§ Work to be completed
Quote exactly and only this range of lines in the data below: the line that holds "use regex::Regex;" to the line that holds "its own file", both included.

Dataset items
★ ★ ★
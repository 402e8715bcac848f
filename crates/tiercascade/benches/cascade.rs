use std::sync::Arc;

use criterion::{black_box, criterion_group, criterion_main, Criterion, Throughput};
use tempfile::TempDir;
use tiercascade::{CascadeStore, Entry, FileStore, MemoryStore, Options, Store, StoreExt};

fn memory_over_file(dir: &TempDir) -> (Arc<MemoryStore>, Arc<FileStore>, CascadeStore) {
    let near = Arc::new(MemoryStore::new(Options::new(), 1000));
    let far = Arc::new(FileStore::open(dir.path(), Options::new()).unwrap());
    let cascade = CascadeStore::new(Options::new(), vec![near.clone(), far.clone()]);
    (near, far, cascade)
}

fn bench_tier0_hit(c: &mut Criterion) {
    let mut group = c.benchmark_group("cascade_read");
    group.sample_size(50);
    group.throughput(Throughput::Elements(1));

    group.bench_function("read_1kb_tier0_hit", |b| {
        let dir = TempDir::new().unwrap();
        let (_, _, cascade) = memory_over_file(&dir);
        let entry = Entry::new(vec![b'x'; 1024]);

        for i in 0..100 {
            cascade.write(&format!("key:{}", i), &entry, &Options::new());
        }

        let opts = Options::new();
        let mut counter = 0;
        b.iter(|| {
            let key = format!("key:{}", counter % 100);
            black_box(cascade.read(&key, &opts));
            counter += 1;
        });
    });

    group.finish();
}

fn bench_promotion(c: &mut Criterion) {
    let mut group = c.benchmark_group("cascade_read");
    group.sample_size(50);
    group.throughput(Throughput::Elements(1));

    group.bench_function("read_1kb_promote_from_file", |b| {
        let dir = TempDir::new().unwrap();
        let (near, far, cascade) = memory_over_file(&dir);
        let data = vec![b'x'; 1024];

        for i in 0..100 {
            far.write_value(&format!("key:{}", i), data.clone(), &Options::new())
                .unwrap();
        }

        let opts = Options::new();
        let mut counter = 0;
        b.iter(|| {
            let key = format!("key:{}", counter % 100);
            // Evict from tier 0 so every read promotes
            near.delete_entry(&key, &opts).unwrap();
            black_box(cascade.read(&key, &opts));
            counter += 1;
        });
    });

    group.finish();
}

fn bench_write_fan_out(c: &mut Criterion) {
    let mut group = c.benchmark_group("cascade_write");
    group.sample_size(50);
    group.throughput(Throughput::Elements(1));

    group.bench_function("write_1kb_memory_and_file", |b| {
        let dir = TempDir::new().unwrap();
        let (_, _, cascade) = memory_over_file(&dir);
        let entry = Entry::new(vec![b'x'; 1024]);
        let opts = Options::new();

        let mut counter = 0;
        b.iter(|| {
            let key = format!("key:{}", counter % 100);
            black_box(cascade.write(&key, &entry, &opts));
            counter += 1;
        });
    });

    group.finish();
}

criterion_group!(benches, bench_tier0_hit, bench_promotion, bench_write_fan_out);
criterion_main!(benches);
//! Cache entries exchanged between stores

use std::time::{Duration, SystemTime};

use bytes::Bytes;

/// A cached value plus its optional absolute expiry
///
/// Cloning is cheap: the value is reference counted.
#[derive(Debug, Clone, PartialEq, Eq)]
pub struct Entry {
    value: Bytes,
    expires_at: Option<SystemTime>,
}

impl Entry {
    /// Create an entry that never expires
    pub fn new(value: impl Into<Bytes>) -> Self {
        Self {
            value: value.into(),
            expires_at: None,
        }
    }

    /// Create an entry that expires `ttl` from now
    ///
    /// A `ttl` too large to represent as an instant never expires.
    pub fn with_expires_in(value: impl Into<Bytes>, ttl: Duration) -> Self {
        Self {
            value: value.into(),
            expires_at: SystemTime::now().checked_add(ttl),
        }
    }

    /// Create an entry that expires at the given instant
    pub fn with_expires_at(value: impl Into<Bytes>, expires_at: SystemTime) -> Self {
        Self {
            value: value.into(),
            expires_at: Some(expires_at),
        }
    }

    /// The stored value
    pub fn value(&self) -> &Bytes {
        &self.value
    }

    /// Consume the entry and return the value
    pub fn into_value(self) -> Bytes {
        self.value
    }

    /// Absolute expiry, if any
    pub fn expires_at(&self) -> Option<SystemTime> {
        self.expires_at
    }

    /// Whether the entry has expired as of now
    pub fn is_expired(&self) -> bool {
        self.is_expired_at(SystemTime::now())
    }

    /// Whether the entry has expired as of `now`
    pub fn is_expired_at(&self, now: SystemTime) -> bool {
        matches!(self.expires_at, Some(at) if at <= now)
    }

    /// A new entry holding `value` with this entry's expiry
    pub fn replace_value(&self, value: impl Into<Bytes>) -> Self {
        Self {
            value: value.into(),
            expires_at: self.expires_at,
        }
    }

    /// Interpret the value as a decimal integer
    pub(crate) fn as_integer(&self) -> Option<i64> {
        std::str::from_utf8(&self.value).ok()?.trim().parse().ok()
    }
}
★ ★ ★
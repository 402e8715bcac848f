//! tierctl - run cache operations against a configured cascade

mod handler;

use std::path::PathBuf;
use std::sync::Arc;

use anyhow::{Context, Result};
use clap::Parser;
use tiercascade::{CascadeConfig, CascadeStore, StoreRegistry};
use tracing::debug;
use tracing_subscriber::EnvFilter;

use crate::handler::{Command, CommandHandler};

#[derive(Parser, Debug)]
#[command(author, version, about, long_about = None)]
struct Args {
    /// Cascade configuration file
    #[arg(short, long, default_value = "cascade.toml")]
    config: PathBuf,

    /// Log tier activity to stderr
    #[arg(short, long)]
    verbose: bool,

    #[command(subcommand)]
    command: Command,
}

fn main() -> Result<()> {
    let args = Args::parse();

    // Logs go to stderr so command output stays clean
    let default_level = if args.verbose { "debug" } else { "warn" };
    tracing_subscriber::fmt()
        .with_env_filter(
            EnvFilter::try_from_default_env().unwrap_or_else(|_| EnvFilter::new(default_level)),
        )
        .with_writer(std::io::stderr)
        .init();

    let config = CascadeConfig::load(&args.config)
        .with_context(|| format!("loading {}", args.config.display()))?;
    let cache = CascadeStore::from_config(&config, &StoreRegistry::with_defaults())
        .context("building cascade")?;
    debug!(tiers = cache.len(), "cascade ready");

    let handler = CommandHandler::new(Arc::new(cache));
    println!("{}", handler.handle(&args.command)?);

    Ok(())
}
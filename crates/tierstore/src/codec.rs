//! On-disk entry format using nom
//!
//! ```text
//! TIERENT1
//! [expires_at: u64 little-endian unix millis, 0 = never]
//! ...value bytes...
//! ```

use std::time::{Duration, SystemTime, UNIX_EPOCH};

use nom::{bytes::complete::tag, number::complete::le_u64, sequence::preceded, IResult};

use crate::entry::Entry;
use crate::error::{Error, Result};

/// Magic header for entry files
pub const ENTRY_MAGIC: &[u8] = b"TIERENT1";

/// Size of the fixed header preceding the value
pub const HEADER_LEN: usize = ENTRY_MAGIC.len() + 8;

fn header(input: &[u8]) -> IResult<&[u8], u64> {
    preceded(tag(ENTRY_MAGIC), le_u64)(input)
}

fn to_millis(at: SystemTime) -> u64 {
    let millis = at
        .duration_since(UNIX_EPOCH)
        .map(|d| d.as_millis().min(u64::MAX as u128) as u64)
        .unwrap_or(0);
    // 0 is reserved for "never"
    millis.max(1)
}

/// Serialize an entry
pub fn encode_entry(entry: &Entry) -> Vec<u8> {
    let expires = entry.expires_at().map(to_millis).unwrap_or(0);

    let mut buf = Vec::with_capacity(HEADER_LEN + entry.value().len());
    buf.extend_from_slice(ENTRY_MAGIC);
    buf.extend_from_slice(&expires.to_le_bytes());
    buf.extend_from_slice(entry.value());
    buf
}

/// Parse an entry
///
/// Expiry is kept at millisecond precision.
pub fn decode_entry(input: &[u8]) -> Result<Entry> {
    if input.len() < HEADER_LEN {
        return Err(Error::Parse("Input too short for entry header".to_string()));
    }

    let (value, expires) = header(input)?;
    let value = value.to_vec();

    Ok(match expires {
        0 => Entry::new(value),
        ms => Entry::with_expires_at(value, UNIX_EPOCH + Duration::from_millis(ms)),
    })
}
★ ★ ★
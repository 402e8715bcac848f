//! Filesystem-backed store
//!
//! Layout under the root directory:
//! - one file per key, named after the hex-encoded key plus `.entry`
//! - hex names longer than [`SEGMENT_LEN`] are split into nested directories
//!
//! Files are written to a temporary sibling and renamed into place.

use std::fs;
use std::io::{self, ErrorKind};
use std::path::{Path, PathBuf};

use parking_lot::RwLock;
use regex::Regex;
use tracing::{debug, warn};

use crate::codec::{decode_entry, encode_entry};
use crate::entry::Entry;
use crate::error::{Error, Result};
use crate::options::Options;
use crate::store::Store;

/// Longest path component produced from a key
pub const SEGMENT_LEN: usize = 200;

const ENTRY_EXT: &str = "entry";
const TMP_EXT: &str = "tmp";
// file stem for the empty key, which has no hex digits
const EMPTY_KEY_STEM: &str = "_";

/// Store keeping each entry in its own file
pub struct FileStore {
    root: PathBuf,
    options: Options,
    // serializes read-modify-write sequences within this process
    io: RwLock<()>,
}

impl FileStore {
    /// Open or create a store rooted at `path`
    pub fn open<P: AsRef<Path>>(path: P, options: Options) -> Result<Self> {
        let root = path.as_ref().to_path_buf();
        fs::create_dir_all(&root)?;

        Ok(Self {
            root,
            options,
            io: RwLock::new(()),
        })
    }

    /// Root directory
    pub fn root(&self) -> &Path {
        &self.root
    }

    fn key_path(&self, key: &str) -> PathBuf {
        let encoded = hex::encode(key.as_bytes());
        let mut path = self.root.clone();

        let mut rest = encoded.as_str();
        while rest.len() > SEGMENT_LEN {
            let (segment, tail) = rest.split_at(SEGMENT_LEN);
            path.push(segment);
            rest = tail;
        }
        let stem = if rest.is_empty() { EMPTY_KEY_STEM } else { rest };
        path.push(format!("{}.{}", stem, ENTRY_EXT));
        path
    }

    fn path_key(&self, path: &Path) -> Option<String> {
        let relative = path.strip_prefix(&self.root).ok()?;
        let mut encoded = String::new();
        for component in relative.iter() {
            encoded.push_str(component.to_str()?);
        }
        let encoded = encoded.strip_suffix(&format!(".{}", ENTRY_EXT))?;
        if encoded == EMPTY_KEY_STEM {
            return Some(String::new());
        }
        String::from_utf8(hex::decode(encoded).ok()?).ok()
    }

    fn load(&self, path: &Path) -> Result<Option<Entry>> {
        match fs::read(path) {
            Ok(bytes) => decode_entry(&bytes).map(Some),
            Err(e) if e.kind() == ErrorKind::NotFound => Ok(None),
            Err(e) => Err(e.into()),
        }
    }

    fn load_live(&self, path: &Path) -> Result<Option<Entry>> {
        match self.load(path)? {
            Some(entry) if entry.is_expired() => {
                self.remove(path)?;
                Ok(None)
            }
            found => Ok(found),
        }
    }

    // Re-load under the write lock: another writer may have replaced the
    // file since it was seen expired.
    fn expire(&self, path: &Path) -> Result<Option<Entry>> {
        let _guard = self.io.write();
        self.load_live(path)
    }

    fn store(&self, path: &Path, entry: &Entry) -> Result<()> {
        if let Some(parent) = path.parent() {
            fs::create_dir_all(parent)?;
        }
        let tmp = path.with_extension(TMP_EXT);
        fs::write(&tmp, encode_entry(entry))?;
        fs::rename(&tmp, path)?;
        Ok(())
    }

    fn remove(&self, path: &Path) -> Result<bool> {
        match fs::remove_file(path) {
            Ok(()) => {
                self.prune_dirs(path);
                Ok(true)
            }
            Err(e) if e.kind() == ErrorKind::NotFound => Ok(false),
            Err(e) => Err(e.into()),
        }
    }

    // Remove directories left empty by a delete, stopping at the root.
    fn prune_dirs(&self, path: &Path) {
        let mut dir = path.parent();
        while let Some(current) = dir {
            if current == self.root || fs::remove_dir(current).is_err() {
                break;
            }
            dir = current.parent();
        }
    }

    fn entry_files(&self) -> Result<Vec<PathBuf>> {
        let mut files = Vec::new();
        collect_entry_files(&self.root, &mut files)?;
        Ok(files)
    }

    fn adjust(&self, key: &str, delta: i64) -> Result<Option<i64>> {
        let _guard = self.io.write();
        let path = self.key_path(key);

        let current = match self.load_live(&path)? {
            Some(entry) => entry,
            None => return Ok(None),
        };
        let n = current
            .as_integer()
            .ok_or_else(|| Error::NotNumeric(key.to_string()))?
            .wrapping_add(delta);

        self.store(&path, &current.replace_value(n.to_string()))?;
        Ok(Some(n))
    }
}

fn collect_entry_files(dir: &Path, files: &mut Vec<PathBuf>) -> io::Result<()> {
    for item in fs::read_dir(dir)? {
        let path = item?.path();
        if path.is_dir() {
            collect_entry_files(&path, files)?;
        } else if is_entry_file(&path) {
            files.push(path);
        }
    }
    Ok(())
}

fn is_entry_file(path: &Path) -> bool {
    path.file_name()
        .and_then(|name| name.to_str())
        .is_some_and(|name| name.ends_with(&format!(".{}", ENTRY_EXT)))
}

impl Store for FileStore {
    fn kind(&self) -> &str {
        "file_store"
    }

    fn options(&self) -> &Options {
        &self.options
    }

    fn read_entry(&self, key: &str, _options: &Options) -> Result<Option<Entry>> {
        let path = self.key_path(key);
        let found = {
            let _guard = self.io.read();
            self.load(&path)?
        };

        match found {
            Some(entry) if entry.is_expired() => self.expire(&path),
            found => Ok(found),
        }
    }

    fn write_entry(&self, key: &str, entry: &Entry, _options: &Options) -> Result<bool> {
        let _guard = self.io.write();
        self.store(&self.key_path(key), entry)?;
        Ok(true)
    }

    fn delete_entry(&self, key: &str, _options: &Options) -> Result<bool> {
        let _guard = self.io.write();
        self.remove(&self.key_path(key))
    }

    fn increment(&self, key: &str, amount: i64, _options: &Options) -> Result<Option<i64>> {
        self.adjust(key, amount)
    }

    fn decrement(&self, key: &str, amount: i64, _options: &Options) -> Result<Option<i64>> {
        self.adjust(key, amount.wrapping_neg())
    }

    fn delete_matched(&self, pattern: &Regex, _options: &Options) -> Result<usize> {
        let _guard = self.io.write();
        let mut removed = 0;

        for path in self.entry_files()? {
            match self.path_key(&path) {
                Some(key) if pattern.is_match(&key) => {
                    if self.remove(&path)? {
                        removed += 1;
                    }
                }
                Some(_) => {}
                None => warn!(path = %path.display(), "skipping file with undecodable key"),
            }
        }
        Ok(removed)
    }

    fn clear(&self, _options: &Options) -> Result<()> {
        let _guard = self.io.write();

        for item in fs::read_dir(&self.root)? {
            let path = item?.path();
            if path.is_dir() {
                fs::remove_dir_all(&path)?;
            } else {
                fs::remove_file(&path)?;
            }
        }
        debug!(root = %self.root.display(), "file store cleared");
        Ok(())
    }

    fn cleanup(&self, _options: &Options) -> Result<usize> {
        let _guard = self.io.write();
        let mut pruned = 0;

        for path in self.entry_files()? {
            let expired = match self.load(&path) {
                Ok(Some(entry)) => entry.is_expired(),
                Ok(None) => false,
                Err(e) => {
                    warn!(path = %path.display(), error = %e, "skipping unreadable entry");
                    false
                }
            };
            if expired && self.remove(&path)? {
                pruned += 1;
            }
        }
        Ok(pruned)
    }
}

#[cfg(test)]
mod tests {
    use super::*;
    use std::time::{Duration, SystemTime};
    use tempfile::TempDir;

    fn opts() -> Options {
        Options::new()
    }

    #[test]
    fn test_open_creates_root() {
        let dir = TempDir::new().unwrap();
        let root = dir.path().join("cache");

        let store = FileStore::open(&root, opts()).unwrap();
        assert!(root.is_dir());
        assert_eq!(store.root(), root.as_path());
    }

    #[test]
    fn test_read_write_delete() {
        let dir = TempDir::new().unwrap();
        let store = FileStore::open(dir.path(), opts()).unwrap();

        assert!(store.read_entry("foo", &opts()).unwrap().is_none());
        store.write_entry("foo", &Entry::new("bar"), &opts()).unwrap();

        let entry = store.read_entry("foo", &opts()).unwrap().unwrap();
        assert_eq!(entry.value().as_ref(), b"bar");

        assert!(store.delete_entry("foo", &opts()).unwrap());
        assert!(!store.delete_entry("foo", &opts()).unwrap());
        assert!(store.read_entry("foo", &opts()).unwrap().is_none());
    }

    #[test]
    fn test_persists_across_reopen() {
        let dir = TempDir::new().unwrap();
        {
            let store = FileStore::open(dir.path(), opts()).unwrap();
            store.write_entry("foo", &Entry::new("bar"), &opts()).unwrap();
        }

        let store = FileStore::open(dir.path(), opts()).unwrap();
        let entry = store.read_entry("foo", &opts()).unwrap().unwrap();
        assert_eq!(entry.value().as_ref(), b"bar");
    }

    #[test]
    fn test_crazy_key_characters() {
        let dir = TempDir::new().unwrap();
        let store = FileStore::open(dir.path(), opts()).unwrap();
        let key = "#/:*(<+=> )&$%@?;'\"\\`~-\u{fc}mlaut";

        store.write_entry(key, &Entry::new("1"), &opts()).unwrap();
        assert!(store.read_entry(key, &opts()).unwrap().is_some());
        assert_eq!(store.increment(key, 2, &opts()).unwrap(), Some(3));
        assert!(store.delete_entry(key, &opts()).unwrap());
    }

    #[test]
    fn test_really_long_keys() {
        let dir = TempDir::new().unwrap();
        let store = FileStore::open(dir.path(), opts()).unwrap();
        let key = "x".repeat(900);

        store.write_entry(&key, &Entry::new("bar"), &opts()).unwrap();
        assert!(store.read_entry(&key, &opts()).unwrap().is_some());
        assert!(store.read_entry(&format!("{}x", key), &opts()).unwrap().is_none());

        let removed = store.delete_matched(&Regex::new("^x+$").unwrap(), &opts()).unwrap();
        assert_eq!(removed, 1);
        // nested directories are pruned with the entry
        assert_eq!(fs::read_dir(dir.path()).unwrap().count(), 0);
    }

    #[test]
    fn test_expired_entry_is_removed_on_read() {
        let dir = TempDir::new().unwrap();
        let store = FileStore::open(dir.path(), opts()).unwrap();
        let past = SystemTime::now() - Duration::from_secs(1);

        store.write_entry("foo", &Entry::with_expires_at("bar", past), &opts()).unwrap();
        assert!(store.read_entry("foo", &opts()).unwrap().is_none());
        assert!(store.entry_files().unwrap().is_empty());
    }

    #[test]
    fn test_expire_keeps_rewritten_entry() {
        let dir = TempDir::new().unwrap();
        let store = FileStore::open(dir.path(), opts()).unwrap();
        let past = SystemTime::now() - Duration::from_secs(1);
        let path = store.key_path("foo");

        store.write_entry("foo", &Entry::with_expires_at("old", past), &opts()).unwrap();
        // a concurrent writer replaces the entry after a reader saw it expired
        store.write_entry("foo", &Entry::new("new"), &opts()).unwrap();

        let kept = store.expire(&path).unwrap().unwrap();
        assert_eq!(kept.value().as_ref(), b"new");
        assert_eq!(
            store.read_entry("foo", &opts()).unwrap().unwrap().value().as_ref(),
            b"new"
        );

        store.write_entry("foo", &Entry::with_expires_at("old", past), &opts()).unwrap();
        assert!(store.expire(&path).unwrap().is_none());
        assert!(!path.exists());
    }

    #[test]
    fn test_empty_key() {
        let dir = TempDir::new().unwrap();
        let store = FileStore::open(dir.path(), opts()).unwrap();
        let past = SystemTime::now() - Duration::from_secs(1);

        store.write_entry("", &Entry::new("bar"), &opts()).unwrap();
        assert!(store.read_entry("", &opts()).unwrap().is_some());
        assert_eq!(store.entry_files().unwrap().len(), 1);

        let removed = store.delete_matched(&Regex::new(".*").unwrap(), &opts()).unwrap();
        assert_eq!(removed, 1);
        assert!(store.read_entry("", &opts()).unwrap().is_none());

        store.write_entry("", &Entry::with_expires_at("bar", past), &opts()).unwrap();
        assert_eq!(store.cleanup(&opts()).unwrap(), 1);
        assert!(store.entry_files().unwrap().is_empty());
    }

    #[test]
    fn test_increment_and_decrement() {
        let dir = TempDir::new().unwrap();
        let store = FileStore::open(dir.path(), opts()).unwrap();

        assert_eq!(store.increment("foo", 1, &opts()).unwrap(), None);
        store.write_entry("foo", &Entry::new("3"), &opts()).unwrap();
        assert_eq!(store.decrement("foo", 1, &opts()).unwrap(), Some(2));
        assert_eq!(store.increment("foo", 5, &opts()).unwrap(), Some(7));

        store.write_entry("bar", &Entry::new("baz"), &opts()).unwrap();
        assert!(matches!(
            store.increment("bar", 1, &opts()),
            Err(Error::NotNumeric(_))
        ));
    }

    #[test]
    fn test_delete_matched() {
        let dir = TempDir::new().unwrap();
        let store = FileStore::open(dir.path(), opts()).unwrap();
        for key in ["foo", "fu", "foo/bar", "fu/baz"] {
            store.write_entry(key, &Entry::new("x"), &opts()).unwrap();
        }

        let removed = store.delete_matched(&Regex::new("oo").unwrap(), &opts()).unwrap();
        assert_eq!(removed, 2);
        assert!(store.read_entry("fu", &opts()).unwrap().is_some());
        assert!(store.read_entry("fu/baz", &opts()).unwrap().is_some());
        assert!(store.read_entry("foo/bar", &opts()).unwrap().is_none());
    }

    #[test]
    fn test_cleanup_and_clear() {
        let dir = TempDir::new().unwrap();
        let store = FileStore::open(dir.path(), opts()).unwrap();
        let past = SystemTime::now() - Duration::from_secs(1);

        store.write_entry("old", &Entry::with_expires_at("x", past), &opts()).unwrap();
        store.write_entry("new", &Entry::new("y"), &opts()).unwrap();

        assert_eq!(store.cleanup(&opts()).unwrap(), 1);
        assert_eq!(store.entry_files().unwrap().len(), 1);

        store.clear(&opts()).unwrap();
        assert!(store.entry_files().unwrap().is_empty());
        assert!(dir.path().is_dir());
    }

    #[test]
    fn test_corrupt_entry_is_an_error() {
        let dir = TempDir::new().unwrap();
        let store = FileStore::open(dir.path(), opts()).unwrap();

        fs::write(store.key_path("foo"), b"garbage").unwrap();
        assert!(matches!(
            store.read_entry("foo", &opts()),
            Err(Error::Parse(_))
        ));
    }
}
★ ★ ★
§ Output of the task
use regex::Regex;
use tracing::{debug, warn};

use crate::codec::{decode_entry, encode_entry};
use crate::entry::Entry;
use crate::error::{Error, Result};
use crate::options::Options;
use crate::store::Store;

/// Longest path component produced from a key
pub const SEGMENT_LEN: usize = 200;

const ENTRY_EXT: &str = "entry";
const TMP_EXT: &str = "tmp";
// file stem for the empty key, which has no hex digits
const EMPTY_KEY_STEM: &str = "_";

/// Store keeping each entry in its own file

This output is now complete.